I assume that this SP sees himself as a gatekeeper to the temple. It is his job to ensure that no unclean thing enters in. Perhaps he takes that part of his job very seriously and would rather err on the side of caution. From our perspective he is putting policy over people. Perhaps from his perspective, he is putting the sanctity of the Lord’s house above individual accommodation.
My situation, as a new convert of a year and prospective missionary, underscores the lack of concern over the individual. My SP told me in rather harsh terms to stay at home and pay for the entire mission, and get completely out of debt, when I was working as a pizza delivery driver. And he knew my non-member parents had refused to let me live at home to save. As an idealistic convert of 20, I was not prepared for this. I left the meeting rather bristling at the SP, and refused a ride home from him even though it was very, very cold and the bus was a long way to home.
I showed up 2 years later with the money for the mission, and he refused to let me speak alongside other leaving missionaries at a priesthood meeting. I think he was afraid of what I would say. When I was on my mission, he told my then girlfriend that he was impressed with what I had done, in clearing off my debt and saving for the entire mission, leaving at 23 years of age. He mentioned how he “thought we would never see [me] again” after the night I refused a ride from him.
That struck me as very telling. He KNEW he had upset me. He knew that his hard-nut approach (as described by a few members when I told them my story) put my very commitment at risk, yet he did nothing. He was harsh when I objected to his suggestion I stay at home and just get out debt was not in harmony with the spirit of missionary work and SWK’s “every worthy young man should serve a mission” statement. There was no follow up through my Bishop, no encouragement — clearing off the Stake debt the previous stake president had incurred was more important to him than supporting a trail blazer in the gospel, with no family support — myself — as the only member, and a convert in my born again Christian family.

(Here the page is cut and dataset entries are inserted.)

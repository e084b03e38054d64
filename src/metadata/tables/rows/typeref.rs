use crate::{
    file::{parser::Parser, writer::Writer},
    metadata::{
        tables::{CodedIndexType, ColumnKind, RowDefinition, TableId, TableLayout},
        token::Token,
    },
    Result,
};

/// A row of the `TypeRef` table (ECMA-335 II.22.38).
#[derive(Clone, Copy, Debug, PartialEq, Eq, Hash)]
pub struct TypeRefRaw {
    /// Scope declaring the type, a `ResolutionScope` coded index
    pub resolution_scope: Token,
    /// `#Strings` index of the type name
    pub type_name: u32,
    /// `#Strings` index of the namespace
    pub type_namespace: u32,
}

impl RowDefinition for TypeRefRaw {
    const TABLE: TableId = TableId::TypeRef;

    #[rustfmt::skip]
    const COLUMNS: &'static [ColumnKind] = &[
        /* resolution_scope */  ColumnKind::Coded(CodedIndexType::ResolutionScope),
        /* type_name */         ColumnKind::StringIndex,
        /* type_namespace */    ColumnKind::StringIndex,
    ];

    fn read_row(parser: &mut Parser, layout: &TableLayout) -> Result<Self> {
        Ok(TypeRefRaw {
            resolution_scope: layout.columns[0].read_token(parser)?,
            type_name: layout.columns[1].read(parser)?,
            type_namespace: layout.columns[2].read(parser)?,
        })
    }

    fn write_row(&self, writer: &mut Writer, layout: &TableLayout) -> Result<()> {
        layout.columns[0].write_token(writer, self.resolution_scope)?;
        layout.columns[1].write(writer, self.type_name)?;
        layout.columns[2].write(writer, self.type_namespace)
    }
}

#[cfg(test)]
mod tests {
    use super::*;
    use crate::metadata::tables::{MetadataTable, TableInfo};

    #[test]
    fn crafted_short() {
        let data = vec![
            0x02, 0x02, // resolution_scope
            0x03, 0x03, // type_name
            0x04, 0x04, // type_namespace
        ];

        let info = TableInfo::new(&[(TableId::TypeRef, 1)], false, false, false);
        let table = MetadataTable::<TypeRefRaw>::new(&data, 1, &info).unwrap();

        let row = table.get(1).unwrap();
        assert_eq!(row.resolution_scope, Token::new(0x80 | 0x2300_0000));
        assert_eq!(row.type_name, 0x0303);
        assert_eq!(row.type_namespace, 0x0404);
    }

    #[test]
    fn crafted_long() {
        let data = vec![
            0x02, 0x02, 0x02, 0x02, // resolution_scope
            0x03, 0x03, 0x03, 0x03, // type_name
            0x04, 0x04, 0x04, 0x04, // type_namespace
        ];

        let info = TableInfo::new(
            &[(TableId::AssemblyRef, u16::MAX as u32 + 2)],
            true,
            false,
            false,
        );
        let table = MetadataTable::<TypeRefRaw>::new(&data, 1, &info).unwrap();

        let row = table.get(1).unwrap();
        assert_eq!(row.resolution_scope, Token::new(0x80_8080 | 0x2300_0000));
        assert_eq!(row.type_name, 0x0303_0303);
        assert_eq!(row.type_namespace, 0x0404_0404);
    }
}
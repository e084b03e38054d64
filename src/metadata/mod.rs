//! Metadata model and codecs for .NET modules.
//!
//! This module contains the ECMA-335 building blocks the rest of the crate works with: tokens,
//! table identifiers and coded indices, signature blobs, method bodies, heaps, and an in-memory
//! [`module::Module`] holding member definitions and references.
//!
//! # Key Components
//!
//! - [`token`] - Metadata table row references used throughout .NET
//! - [`tables`] - Table identifiers, coded indices, physical layout and raw rows
//! - [`signatures`] - Method, field, property and type signature decoding and encoding
//! - [`method`] - CIL instructions, exception handlers and method body headers
//! - [`streams`] - `#Strings`, `#Blob` and `#US` heap readers and builders
//! - [`members`] / [`module`] - Member definitions and the module that owns them
//! - [`comparer`] - Structural equality of members across modules
//! - [`emitter`] - Serialization of a module's reference tables
//!
//! # Examples
//!
//! ```rust
//! use dotgraft::metadata::signatures::{parse_field_signature, TypeSignature};
//!
//! // Field of type `int[]`
//! let field = parse_field_signature(&[0x06, 0x1D, 0x08])?;
//! assert_eq!(field.base, TypeSignature::SzArray(Box::new(TypeSignature::I4)));
//! # Ok::<(), dotgraft::Error>(())
//! ```

/// Structural member and signature comparison
pub mod comparer;
/// Serialization of reference tables and heaps
pub mod emitter;
/// Member definitions, references and their flags
pub mod members;
/// CIL method bodies
pub mod method;
/// In-memory module
pub mod module;
/// Implementation of method and type signatures
pub mod signatures;
/// Implementation of the metadata heaps
pub mod streams;
/// Implementation of the .NET metadata tables
pub mod tables;
/// Commonly used metadata token type
pub mod token;
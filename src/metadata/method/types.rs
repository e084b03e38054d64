//! Header and section flags of CIL method bodies (ECMA-335 II.25.4).

use bitflags::bitflags;

bitflags! {
    #[derive(Debug, Clone, Copy, PartialEq, Eq)]
    /// Flags that a method body can have
    pub struct MethodBodyFlags: u16 {
        /// Tiny method header format
        const TINY_FORMAT = 0x2;
        /// Fat method header format
        const FAT_FORMAT = 0x3;
        /// Flag of the fat method header, showing that there are more data sections appended to the header
        const MORE_SECTS = 0x8;
        /// Flag to indicate that this method should call the default constructor on all local variables
        const INIT_LOCALS = 0x10;
    }
}

bitflags! {
    #[derive(Debug, Clone, Copy, PartialEq, Eq)]
    /// Flags that a method body section can have
    pub struct SectionFlags: u8 {
        /// Indicates that this section contains exception handling data
        const EHTABLE = 0x1;
        /// Reserved, shall be 0
        const OPT_ILTABLE = 0x2;
        /// Indicates that the data section format is fat
        const FAT_FORMAT = 0x40;
        /// Indicates that the data section is followed by another one
        const MORE_SECTS = 0x80;
    }
}
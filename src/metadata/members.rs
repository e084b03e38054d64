//! Member definitions and references held by a [`crate::metadata::module::Module`].
//!
//! Rows are plain owned values. Every cross reference is a [`Token`] that is only meaningful
//! relative to the module that owns the row; names are owned strings and signatures are
//! already decoded.

use bitflags::bitflags;
use sha1::{Digest, Sha1};

use crate::metadata::{
    method::MethodBody,
    signatures::{
        SignatureField, SignatureLocalVariables, SignatureMethod, SignatureMethodSpec,
        SignatureProperty, TypeSignature,
    },
    token::Token,
};

bitflags! {
    #[derive(Debug, Clone, Copy, PartialEq, Eq, Hash, Default)]
    /// Flags of a `TypeDef` (ECMA-335 II.23.1.15)
    pub struct TypeAttributes: u32 {
        /// Visible outside the assembly
        const PUBLIC = 0x0000_0001;
        /// Nested, visible everywhere the enclosing type is
        const NESTED_PUBLIC = 0x0000_0002;
        /// Nested, only visible to the enclosing type
        const NESTED_PRIVATE = 0x0000_0003;
        /// The type is an interface
        const INTERFACE = 0x0000_0020;
        /// The type is abstract
        const ABSTRACT = 0x0000_0080;
        /// The type cannot be derived from
        const SEALED = 0x0000_0100;
        /// The name has a special meaning
        const SPECIAL_NAME = 0x0000_0400;
        /// Static fields can be initialized lazily
        const BEFORE_FIELD_INIT = 0x0010_0000;
    }
}

bitflags! {
    #[derive(Debug, Clone, Copy, PartialEq, Eq, Hash, Default)]
    /// Flags of a `Field` (ECMA-335 II.23.1.5)
    pub struct FieldAttributes: u16 {
        /// Accessible only by the parent type
        const PRIVATE = 0x0001;
        /// Accessible by sub-types only in this assembly
        const FAM_AND_ASSEM = 0x0002;
        /// Accessible by anyone in the assembly
        const ASSEMBLY = 0x0003;
        /// Accessible only by type and sub-types
        const FAMILY = 0x0004;
        /// Accessible by anyone
        const PUBLIC = 0x0006;
        /// Defined on the type, not per instance
        const STATIC = 0x0010;
        /// Only assignable in a constructor
        const INIT_ONLY = 0x0020;
        /// Compile time constant
        const LITERAL = 0x0040;
        /// The name has a special meaning
        const SPECIAL_NAME = 0x0200;
        /// The field has a default value
        const HAS_DEFAULT = 0x8000;
    }
}

bitflags! {
    #[derive(Debug, Clone, Copy, PartialEq, Eq, Hash, Default)]
    /// Flags of a `MethodDef` (ECMA-335 II.23.1.10)
    pub struct MethodAttributes: u16 {
        /// Accessible only by the parent type
        const PRIVATE = 0x0001;
        /// Accessible by anyone in the assembly
        const ASSEM = 0x0003;
        /// Accessible only by type and sub-types
        const FAMILY = 0x0004;
        /// Accessible by anyone
        const PUBLIC = 0x0006;
        /// Defined on the type, not per instance
        const STATIC = 0x0010;
        /// Cannot be overridden
        const FINAL = 0x0020;
        /// Virtual dispatch
        const VIRTUAL = 0x0040;
        /// Hides by name and signature
        const HIDE_BY_SIG = 0x0080;
        /// Always gets a new vtable slot
        const NEW_SLOT = 0x0100;
        /// No implementation
        const ABSTRACT = 0x0400;
        /// The name has a special meaning
        const SPECIAL_NAME = 0x0800;
        /// The runtime checks the name encoding
        const RTSPECIAL_NAME = 0x1000;
    }
}

bitflags! {
    #[derive(Debug, Clone, Copy, PartialEq, Eq, Hash, Default)]
    /// Implementation flags of a `MethodDef` (ECMA-335 II.23.1.11)
    pub struct MethodImplAttributes: u16 {
        /// Native code
        const NATIVE = 0x0001;
        /// Implemented by the runtime
        const RUNTIME = 0x0003;
        /// Unmanaged code
        const UNMANAGED = 0x0004;
        /// Must not be inlined
        const NO_INLINING = 0x0008;
        /// Single threaded through the body
        const SYNCHRONIZED = 0x0020;
        /// Signature is exported exactly as declared
        const PRESERVE_SIG = 0x0080;
        /// Internal call
        const INTERNAL_CALL = 0x1000;
    }
}

bitflags! {
    #[derive(Debug, Clone, Copy, PartialEq, Eq, Hash, Default)]
    /// Flags of a `Param` (ECMA-335 II.23.1.13)
    pub struct ParamAttributes: u16 {
        /// Input parameter
        const IN = 0x0001;
        /// Output parameter
        const OUT = 0x0002;
        /// Optional parameter
        const OPTIONAL = 0x0010;
        /// The parameter has a default value
        const HAS_DEFAULT = 0x1000;
    }
}

bitflags! {
    #[derive(Debug, Clone, Copy, PartialEq, Eq, Hash, Default)]
    /// Flags of a `Property` (ECMA-335 II.23.1.14)
    pub struct PropertyAttributes: u16 {
        /// The name has a special meaning
        const SPECIAL_NAME = 0x0200;
        /// The runtime checks the name encoding
        const RTSPECIAL_NAME = 0x0400;
        /// The property has a default value
        const HAS_DEFAULT = 0x1000;
    }
}

bitflags! {
    #[derive(Debug, Clone, Copy, PartialEq, Eq, Hash, Default)]
    /// Flags of an `Event` (ECMA-335 II.23.1.4)
    pub struct EventAttributes: u16 {
        /// The name has a special meaning
        const SPECIAL_NAME = 0x0200;
        /// The runtime checks the name encoding
        const RTSPECIAL_NAME = 0x0400;
    }
}

bitflags! {
    #[derive(Debug, Clone, Copy, PartialEq, Eq, Hash, Default)]
    /// Flags of a `GenericParam` (ECMA-335 II.23.1.7)
    pub struct GenericParamAttributes: u16 {
        /// Covariant
        const COVARIANT = 0x0001;
        /// Contravariant
        const CONTRAVARIANT = 0x0002;
        /// Must be a reference type
        const REFERENCE_TYPE_CONSTRAINT = 0x0004;
        /// Must be a non-nullable value type
        const NOT_NULLABLE_VALUE_TYPE_CONSTRAINT = 0x0008;
        /// Must have a default constructor
        const DEFAULT_CONSTRUCTOR_CONSTRAINT = 0x0010;
    }
}

bitflags! {
    #[derive(Debug, Clone, Copy, PartialEq, Eq, Hash, Default)]
    /// Flags of an `AssemblyRef` (ECMA-335 II.23.1.2)
    pub struct AssemblyFlags: u32 {
        /// `public_key_or_token` holds the full public key
        const PUBLIC_KEY = 0x0001;
        /// The referenced assembly may be retargeted at runtime
        const RETARGETABLE = 0x0100;
    }
}

/// Four part assembly version.
#[derive(Debug, Clone, Copy, PartialEq, Eq, Hash, Default, PartialOrd, Ord)]
pub struct AssemblyVersion {
    /// Major version
    pub major: u16,
    /// Minor version
    pub minor: u16,
    /// Build number
    pub build: u16,
    /// Revision number
    pub revision: u16,
}

impl AssemblyVersion {
    /// Create a new version.
    #[must_use]
    pub const fn new(major: u16, minor: u16, build: u16, revision: u16) -> Self {
        AssemblyVersion {
            major,
            minor,
            build,
            revision,
        }
    }
}

/// Identity of an assembly: the definition owning a module, or the target of an `AssemblyRef`.
#[derive(Debug, Clone, PartialEq, Eq, Hash, Default)]
pub struct AssemblyIdentity {
    /// Simple name
    pub name: String,
    /// Version
    pub version: AssemblyVersion,
    /// Culture, empty for neutral
    pub culture: String,
    /// 8 byte public key token, empty for unsigned assemblies
    pub public_key_token: Vec<u8>,
}

/// Compute the public key token of a full public key.
///
/// The token is the last 8 bytes of the SHA-1 hash of the key, in reverse order.
#[must_use]
pub fn public_key_token(public_key: &[u8]) -> Vec<u8> {
    let hash = Sha1::digest(public_key);
    hash.iter().rev().take(8).copied().collect()
}

/// A generic parameter declared on a type or method.
#[derive(Debug, Clone, PartialEq, Eq, Hash, Default)]
pub struct GenericParam {
    /// Position in the owner's parameter list
    pub number: u16,
    /// Variance and constraint flags
    pub flags: GenericParamAttributes,
    /// Name
    pub name: String,
    /// Constraint types (`TypeDefOrRef` tokens)
    pub constraints: Vec<Token>,
}

/// Default value of a field, parameter or property (ECMA-335 II.22.9).
#[derive(Debug, Clone, PartialEq, Eq, Hash, Default)]
pub struct Constant {
    /// `ELEMENT_TYPE` of the value
    pub element_type: u8,
    /// Raw little-endian value
    pub value: Vec<u8>,
}

/// A type definition.
#[derive(Debug, Clone, PartialEq, Default)]
pub struct TypeDef {
    /// Flags
    pub flags: TypeAttributes,
    /// Namespace, empty for the global namespace and nested types
    pub namespace: String,
    /// Name
    pub name: String,
    /// Base type (`TypeDefOrRef`), [`Token::NULL`] for interfaces and `<Module>`
    pub extends: Token,
    /// Implemented interfaces (`TypeDefOrRef`)
    pub interfaces: Vec<Token>,
    /// Fields
    pub fields: Vec<Token>,
    /// Methods
    pub methods: Vec<Token>,
    /// Properties
    pub properties: Vec<Token>,
    /// Events
    pub events: Vec<Token>,
    /// Nested types
    pub nested_types: Vec<Token>,
    /// Enclosing type of a nested type
    pub declaring_type: Option<Token>,
    /// Generic parameters
    pub generic_params: Vec<GenericParam>,
}

/// A field definition.
#[derive(Debug, Clone, PartialEq, Default)]
pub struct FieldDef {
    /// Flags
    pub flags: FieldAttributes,
    /// Name
    pub name: String,
    /// Signature
    pub signature: SignatureField,
    /// Owning type
    pub declaring_type: Option<Token>,
    /// Default value
    pub constant: Option<Constant>,
}

/// A method definition.
#[derive(Debug, Clone, PartialEq, Default)]
pub struct MethodDef {
    /// Flags
    pub flags: MethodAttributes,
    /// Implementation flags
    pub impl_flags: MethodImplAttributes,
    /// Name
    pub name: String,
    /// Signature
    pub signature: SignatureMethod,
    /// Parameter rows
    pub params: Vec<Token>,
    /// CIL body, `None` for abstract, extern and runtime methods
    pub body: Option<MethodBody>,
    /// Owning type
    pub declaring_type: Option<Token>,
    /// Generic parameters
    pub generic_params: Vec<GenericParam>,
}

/// A parameter definition.
#[derive(Debug, Clone, PartialEq, Eq, Default)]
pub struct ParamDef {
    /// Flags
    pub flags: ParamAttributes,
    /// `0` for the return value, otherwise the 1-based parameter position
    pub sequence: u16,
    /// Name
    pub name: String,
    /// Owning method
    pub method: Token,
    /// Default value
    pub constant: Option<Constant>,
}

/// A property definition.
#[derive(Debug, Clone, PartialEq, Default)]
pub struct PropertyDef {
    /// Flags
    pub flags: PropertyAttributes,
    /// Name
    pub name: String,
    /// Signature
    pub signature: SignatureProperty,
    /// `get_` accessor
    pub getter: Option<Token>,
    /// `set_` accessor
    pub setter: Option<Token>,
    /// Other associated methods
    pub others: Vec<Token>,
    /// Owning type
    pub declaring_type: Option<Token>,
}

/// An event definition.
#[derive(Debug, Clone, PartialEq, Default)]
pub struct EventDef {
    /// Flags
    pub flags: EventAttributes,
    /// Name
    pub name: String,
    /// Delegate type (`TypeDefOrRef`)
    pub event_type: Token,
    /// `add_` accessor
    pub add: Option<Token>,
    /// `remove_` accessor
    pub remove: Option<Token>,
    /// `raise_` accessor
    pub raise: Option<Token>,
    /// Other associated methods
    pub others: Vec<Token>,
    /// Owning type
    pub declaring_type: Option<Token>,
}

impl PropertyDef {
    /// All accessor methods.
    #[must_use]
    pub fn accessors(&self) -> Vec<Token> {
        self.getter
            .iter()
            .chain(self.setter.iter())
            .chain(self.others.iter())
            .copied()
            .collect()
    }
}

impl EventDef {
    /// All accessor methods.
    #[must_use]
    pub fn accessors(&self) -> Vec<Token> {
        self.add
            .iter()
            .chain(self.remove.iter())
            .chain(self.raise.iter())
            .chain(self.others.iter())
            .copied()
            .collect()
    }
}

/// A reference to a type defined in another scope.
#[derive(Debug, Clone, PartialEq, Eq, Hash, Default)]
pub struct TypeRef {
    /// `AssemblyRef`, `ModuleRef`, `Module` or enclosing `TypeRef`
    pub resolution_scope: Token,
    /// Namespace
    pub namespace: String,
    /// Name
    pub name: String,
}

/// A constructed type.
#[derive(Debug, Clone, PartialEq, Eq, Hash, Default)]
pub struct TypeSpec {
    /// Type signature
    pub signature: TypeSignature,
}

/// Signature of a [`MemberRef`].
#[derive(Debug, Clone, PartialEq, Eq, Hash)]
pub enum MemberRefSignature {
    /// Reference to a method
    Method(SignatureMethod),
    /// Reference to a field
    Field(SignatureField),
}

/// A reference to a field or method of a type, possibly in another scope.
#[derive(Debug, Clone, PartialEq, Eq, Hash)]
pub struct MemberRef {
    /// Owner (`MemberRefParent`)
    pub class: Token,
    /// Name
    pub name: String,
    /// Signature
    pub signature: MemberRefSignature,
}

/// An instantiation of a generic method.
#[derive(Debug, Clone, PartialEq, Eq, Hash, Default)]
pub struct MethodSpec {
    /// Generic method (`MethodDefOrRef`)
    pub method: Token,
    /// Type arguments
    pub instantiation: SignatureMethodSpec,
}

/// A reference to another assembly.
#[derive(Debug, Clone, PartialEq, Eq, Hash, Default)]
pub struct AssemblyRef {
    /// Simple name
    pub name: String,
    /// Version
    pub version: AssemblyVersion,
    /// Flags
    pub flags: AssemblyFlags,
    /// Full public key or public key token, see [`AssemblyFlags::PUBLIC_KEY`]
    pub public_key_or_token: Vec<u8>,
    /// Culture
    pub culture: String,
}

impl AssemblyRef {
    /// The identity this reference points at.
    #[must_use]
    pub fn identity(&self) -> AssemblyIdentity {
        let public_key_token = if self.flags.contains(AssemblyFlags::PUBLIC_KEY)
            && !self.public_key_or_token.is_empty()
        {
            public_key_token(&self.public_key_or_token)
        } else {
            self.public_key_or_token.clone()
        };

        AssemblyIdentity {
            name: self.name.clone(),
            version: self.version,
            culture: self.culture.clone(),
            public_key_token,
        }
    }
}

impl From<&AssemblyIdentity> for AssemblyRef {
    fn from(identity: &AssemblyIdentity) -> Self {
        AssemblyRef {
            name: identity.name.clone(),
            version: identity.version,
            flags: AssemblyFlags::empty(),
            public_key_or_token: identity.public_key_token.clone(),
            culture: identity.culture.clone(),
        }
    }
}

/// A reference to another module of the same assembly.
#[derive(Debug, Clone, PartialEq, Eq, Hash, Default)]
pub struct ModuleRef {
    /// File name of the module
    pub name: String,
}

/// Signature stored in the `StandAloneSig` table.
#[derive(Debug, Clone, PartialEq, Eq, Hash)]
pub enum StandAloneSignature {
    /// Local variables of a method body
    Locals(SignatureLocalVariables),
    /// Target of a `calli`
    Method(SignatureMethod),
}

/// A custom attribute attached to a member.
#[derive(Debug, Clone, PartialEq, Eq, Hash, Default)]
pub struct CustomAttribute {
    /// Annotated member (`HasCustomAttribute`)
    pub parent: Token,
    /// Attribute constructor (`CustomAttributeType`)
    pub constructor: Token,
    /// Raw value blob
    pub value: Vec<u8>,
}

That is why this story of our missionary really causes me angst. I feel for her. Even waiting a few months can seem like an eternity, and I ended up waiting 2 years while I figured out how to pay my debts (something I was willing to do regardless) and save for the entire mission.
It’s one reason I find this church hard to commit to now — policy and organizational interests seem to trump charity toward individuals in so many cases. The SP is afraid of the Mission President who might hear the history of this young woman it could reflect badly on him. Bishops are always afraid HC will report non-compliance with policy to their Stake President, etcetera.
November 2, 2015 at 7:31 pm #305532Anonymous
GuestI don’t disagree with you SD. Church leader’s represent church interests. They are not primarily there to advocate for individuals. SilentDawning wrote:It’s one reason I find this church hard to commit to now — policy and organizational interests seem to trump charity toward individuals in so many cases. The SP is afraid of the Mission President who might hear the history of this young woman it could reflect badly on him. Bishops are always afraid HC will report non-compliance with policy to their Stake President, etcetera.
While I do not know the individuals involved, I do not think we can assume that leaders are working in fear that someone will report their personal judgment non-compliance. What I do believe we can observe is that we have a hierarchy system and culture that is very conformist. Most leaders would be very wary of speaking out of turn or stepping out on a limb on behalf of the church. I believe that part of this is the belief that JC runs the church. If the handbook is how He wants me to administer my little corner of His kingdom, then who am I to deviate?
In other words…Perhaps it is not that simple.